▸ Exercise data
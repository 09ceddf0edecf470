//! Trellis Core
//!
//! This crate provides the state runtime for the Trellis UI framework.
//! It implements:
//!
//! - Reactive primitives (signals, memos, effects) with automatic,
//!   self-pruning dependency tracking
//! - A batching scheduler that coalesces notifications
//! - Stores with composable middleware (logging, persistence, selectors)
//! - A validation-driven form engine
//!
//! Rendering, routing and animation live in the view layer, which only
//! consumes the public signal, store and form interfaces.
//!
//! # Architecture
//!
//! - `reactive`: signals, memos, effects, batching and dependency tracking
//! - `store`: stores, selectors, middleware and storage backends
//! - `runtime`: per-application registry of named stores and context values
//! - `form`: form state, validation rules and submission
//! - `error`: error types
//!
//! # Example
//!
//! ```rust
//! use std::sync::{Arc, Mutex};
//! use trellis_core::reactive::{batch, Effect, Memo, Signal};
//!
//! let count = Signal::new(0);
//!
//! let count_in = count.clone();
//! let doubled = Memo::new(move || count_in.get() * 2);
//!
//! let log = Arc::new(Mutex::new(Vec::new()));
//! let (count_in, doubled_in, log_in) = (count.clone(), doubled.clone(), log.clone());
//! let effect = Effect::new(move || {
//!     log_in.lock().unwrap().push((count_in.get(), doubled_in.get()));
//! });
//!
//! batch(|| {
//!     count.set(4);
//!     count.set(5);
//! });
//!
//! assert_eq!(*log.lock().unwrap(), vec![(0, 0), (5, 10)]);
//! effect.dispose();
//! ```

pub mod error;
pub mod form;
pub mod reactive;
pub mod runtime;
pub mod store;

pub use error::{InvalidOperation, PersistenceError, StorageError, SubmitError};
pub use form::{create_form, Form, FormConfig, SubmitOutcome};
pub use reactive::{batch, create_signal, effect, memo, untracked, Effect, Memo, Signal};
pub use runtime::{Context, Runtime};
pub use store::{create_selector, create_store, use_store, with_logging, with_persistence, Store};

▸ Instructions to follow
Note every line of the records that holds the word "validation", and copy it.

▸ Response to the task
//! - A validation-driven form engine
//! - `form`: form state, validation rules and submission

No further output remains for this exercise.